Saturday, May 26, 2012

A Wrinkle in Time

 L’Engle, M. (1962). A wrinkle in time. USA: Farrar, Straus & Giroux.

(Copy of Lit Circle post for this title, part 1, first 6 chapters)

            A Wrinkle in Time is a chapter book of the modern fantasy genre.  Its events, settings, and characters are outside the realm of (known) possibility.  It is both science fantasy and a monomythic quest in which the beginning setting is a backdrop, establishing the at-first seemingly ordinary characters in an environment of home, family, neighbors, work and school, with real-world joys and problems.  Later, as the characters and story become more developed and involved, the settings change to unique fantastic locations integral to the plot, as the meaning of the foreshadowing tesseract term is revealed.  The story is told from the third-person-sympathetic point of view of Meg Murry, an awkward and “different” girl with a mouthful of braces who does not fit in with the herd.  She thinks of herself as ugly and unintelligent, and she is often at odds with herself and others because she is misunderstood for who she really is—a brilliant, caring individual who has beautiful eyes hidden behind her glasses.  Meg learns of real evil, The Black Thing, as she, along with her unusually intuitive little brother, Charles Wallace, and their friend, Calvin, are led by three mysterious space-and-time-traveling individuals, Mrs Whatsit, Mrs Who, and Mrs Which, on the quest to overcome IT, thus saving the world from the darkness of having everyone be the same as everyone else—and finding Meg’s father.
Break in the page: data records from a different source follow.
//! Attribute storage the grid indexes into.
//!
//! A `DataArray` holds one value per point (or cell) tuple,
//! each tuple having a fixed number of components stored contiguously.
//! `Attributes` is the set of arrays associated with points or with cells,
//! one of which may be marked as the active scalars.

mod attributes;
mod typed;

pub use attributes::*;
pub use typed::*;

/// Element type of an attribute array.
#[derive(Copy, Clone, Debug, Eq, PartialEq, Hash)]
pub enum ScalarType {
    I8,
    U8,
    I16,
    U16,
    I32,
    U32,
    I64,
    U64,
    F32,
    F64,
}

impl ScalarType {
    /// Bytes per element.
    pub fn size(&self) -> usize {
        match self {
            ScalarType::I8 | ScalarType::U8 => 1,
            ScalarType::I16 | ScalarType::U16 => 2,
            ScalarType::I32 | ScalarType::U32 | ScalarType::F32 => 4,
            ScalarType::I64 | ScalarType::U64 | ScalarType::F64 => 8,
        }
    }

    /// Smallest representable value.
    pub fn min(&self) -> f64 {
        match self {
            ScalarType::I8 => i8::MIN as f64,
            ScalarType::U8 => 0.0,
            ScalarType::I16 => i16::MIN as f64,
            ScalarType::U16 => 0.0,
            ScalarType::I32 => i32::MIN as f64,
            ScalarType::U32 => 0.0,
            ScalarType::I64 => i64::MIN as f64,
            ScalarType::U64 => 0.0,
            ScalarType::F32 => f32::MIN as f64,
            ScalarType::F64 => f64::MIN,
        }
    }

    /// Largest representable value.
    pub fn max(&self) -> f64 {
        match self {
            ScalarType::I8 => i8::MAX as f64,
            ScalarType::U8 => u8::MAX as f64,
            ScalarType::I16 => i16::MAX as f64,
            ScalarType::U16 => u16::MAX as f64,
            ScalarType::I32 => i32::MAX as f64,
            ScalarType::U32 => u32::MAX as f64,
            ScalarType::I64 => i64::MAX as f64,
            ScalarType::U64 => u64::MAX as f64,
            ScalarType::F32 => f32::MAX as f64,
            ScalarType::F64 => f64::MAX,
        }
    }
}

macro_rules! dispatch {
    ($array:expr, $a:ident => $body:expr) => {
        match $array {
            DataArray::I8($a) => $body,
            DataArray::U8($a) => $body,
            DataArray::I16($a) => $body,
            DataArray::U16($a) => $body,
            DataArray::I32($a) => $body,
            DataArray::U32($a) => $body,
            DataArray::I64($a) => $body,
            DataArray::U64($a) => $body,
            DataArray::F32($a) => $body,
            DataArray::F64($a) => $body,
        }
    };
}

/// An attribute array of any element type.
#[derive(Clone, Debug, PartialEq)]
pub enum DataArray {
    I8(TypedArray<i8>),
    U8(TypedArray<u8>),
    I16(TypedArray<i16>),
    U16(TypedArray<u16>),
    I32(TypedArray<i32>),
    U32(TypedArray<u32>),
    I64(TypedArray<i64>),
    U64(TypedArray<u64>),
    F32(TypedArray<f32>),
    F64(TypedArray<f64>),
}

impl DataArray {
    /// Zero filled array.
    pub fn new(
        scalar_type: ScalarType,
        name: &str,
        components: usize,
        tuples: usize,
    ) -> Self {
        match scalar_type {
            ScalarType::I8 => {
                DataArray::I8(TypedArray::new(name, components, tuples))
            }
            ScalarType::U8 => {
                DataArray::U8(TypedArray::new(name, components, tuples))
            }
            ScalarType::I16 => {
                DataArray::I16(TypedArray::new(name, components, tuples))
            }
            ScalarType::U16 => {
                DataArray::U16(TypedArray::new(name, components, tuples))
            }
            ScalarType::I32 => {
                DataArray::I32(TypedArray::new(name, components, tuples))
            }
            ScalarType::U32 => {
                DataArray::U32(TypedArray::new(name, components, tuples))
            }
            ScalarType::I64 => {
                DataArray::I64(TypedArray::new(name, components, tuples))
            }
            ScalarType::U64 => {
                DataArray::U64(TypedArray::new(name, components, tuples))
            }
            ScalarType::F32 => {
                DataArray::F32(TypedArray::new(name, components, tuples))
            }
            ScalarType::F64 => {
                DataArray::F64(TypedArray::new(name, components, tuples))
            }
        }
    }

    /// Empty array of the same type, name and component count,
    /// sized for `tuples`.
    pub fn new_like(&self, tuples: usize) -> Self {
        DataArray::new(
            self.scalar_type(),
            self.name(),
            self.number_of_components(),
            tuples,
        )
    }

    pub fn scalar_type(&self) -> ScalarType {
        match self {
            DataArray::I8(_) => ScalarType::I8,
            DataArray::U8(_) => ScalarType::U8,
            DataArray::I16(_) => ScalarType::I16,
            DataArray::U16(_) => ScalarType::U16,
            DataArray::I32(_) => ScalarType::I32,
            DataArray::U32(_) => ScalarType::U32,
            DataArray::I64(_) => ScalarType::I64,
            DataArray::U64(_) => ScalarType::U64,
            DataArray::F32(_) => ScalarType::F32,
            DataArray::F64(_) => ScalarType::F64,
        }
    }

    pub fn name(&self) -> &str {
        dispatch!(self, a => a.name())
    }

    pub fn set_name(&mut self, name: &str) {
        dispatch!(self, a => a.set_name(name))
    }

    pub fn number_of_components(&self) -> usize {
        dispatch!(self, a => a.number_of_components())
    }

    pub fn number_of_tuples(&self) -> usize {
        dispatch!(self, a => a.number_of_tuples())
    }

    #[track_caller]
    pub fn component(&self, tuple: usize, component: usize) -> f64 {
        dispatch!(self, a => a.component(tuple, component))
    }

    #[track_caller]
    pub fn set_component(
        &mut self,
        tuple: usize,
        component: usize,
        value: f64,
    ) {
        dispatch!(self, a => a.set_component(tuple, component, value))
    }

    /// Value at a flat component offset, `tuple * components + component`.
    #[track_caller]
    pub fn value(&self, index: usize) -> f64 {
        dispatch!(self, a => a.value(index))
    }

    #[track_caller]
    pub fn set_value(&mut self, index: usize, value: f64) {
        dispatch!(self, a => a.set_value(index, value))
    }

    /// Resize to hold `tuples` tuples, keeping existing values.
    pub fn set_number_of_tuples(&mut self, tuples: usize) {
        dispatch!(self, a => a.set_number_of_tuples(tuples))
    }

    /// Change the tuple width. Values are kept as a flat buffer.
    pub fn set_number_of_components(&mut self, components: usize) {
        dispatch!(self, a => a.set_number_of_components(components))
    }

    /// Copy tuple `in_id` of `source` into tuple `out_id` of self,
    /// casting when the element types differ.
    #[track_caller]
    pub fn copy_tuple(
        &mut self,
        source: &DataArray,
        in_id: usize,
        out_id: usize,
    ) {
        let components = self.number_of_components();
        debug_assert_eq!(components, source.number_of_components());
        self.copy_values(
            source,
            in_id * components,
            out_id * components,
            components,
        );
    }

    /// Copy `count` flat values of `source` from `in_offset` to
    /// `out_offset` of self, see `TypedArray::cast_values_from`.
    #[track_caller]
    pub fn copy_values(
        &mut self,
        source: &DataArray,
        in_offset: usize,
        out_offset: usize,
        count: usize,
    ) {
        dispatch!(self, out => dispatch!(source, input => {
            out.cast_values_from(input, in_offset, out_offset, count)
        }))
    }

    /// The whole buffer as raw bytes.
    pub fn as_bytes(&self) -> &[u8] {
        dispatch!(self, a => a.as_bytes())
    }

    /// Raw bytes of one tuple.
    #[track_caller]
    pub fn tuple_bytes(&self, tuple: usize) -> &[u8] {
        dispatch!(self, a => a.tuple_bytes(tuple))
    }

    /// Downcast to a concrete element type.
    pub fn as_typed<T: Scalar>(&self) -> Option<&TypedArray<T>> {
        T::unwrap_ref(self)
    }

    pub fn as_typed_mut<T: Scalar>(&mut self) -> Option<&mut TypedArray<T>> {
        T::unwrap_mut(self)
    }
}

impl<T: Scalar> From<TypedArray<T>> for DataArray {
    fn from(array: TypedArray<T>) -> Self {
        T::wrap(array)
    }
}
            I had not heard of this book before now, or if I had, I had forgotten.  Because the version I am reading was published in 2007 and 2011 by Square Fish, I did not notice until writing the reference note that it was originally published in 1962.  Ah!  That is why, being of a certain age, I felt a distinct familiarity beyond identifying with Meg’s adolescent angst: the fifth dimension (the dawning of the age of Aquarius, when peace will guide the planet and love will steer the stars), possibilities, non conformity, gender equality, rage against the machine, etc., and of course, ultimately saving the world from its own darkness.  (Where are my tie-dyes and flowered headband?)  It reaffirms that despite certain advances, young and old still face the same struggles compounded by new ones, and that the insight and wisdom--the spirit of the highest ideals in the radical paradigm shift that took place in the 1960s--still resonate.  I look forward to the rest of Meg’s journey through the coming chapters.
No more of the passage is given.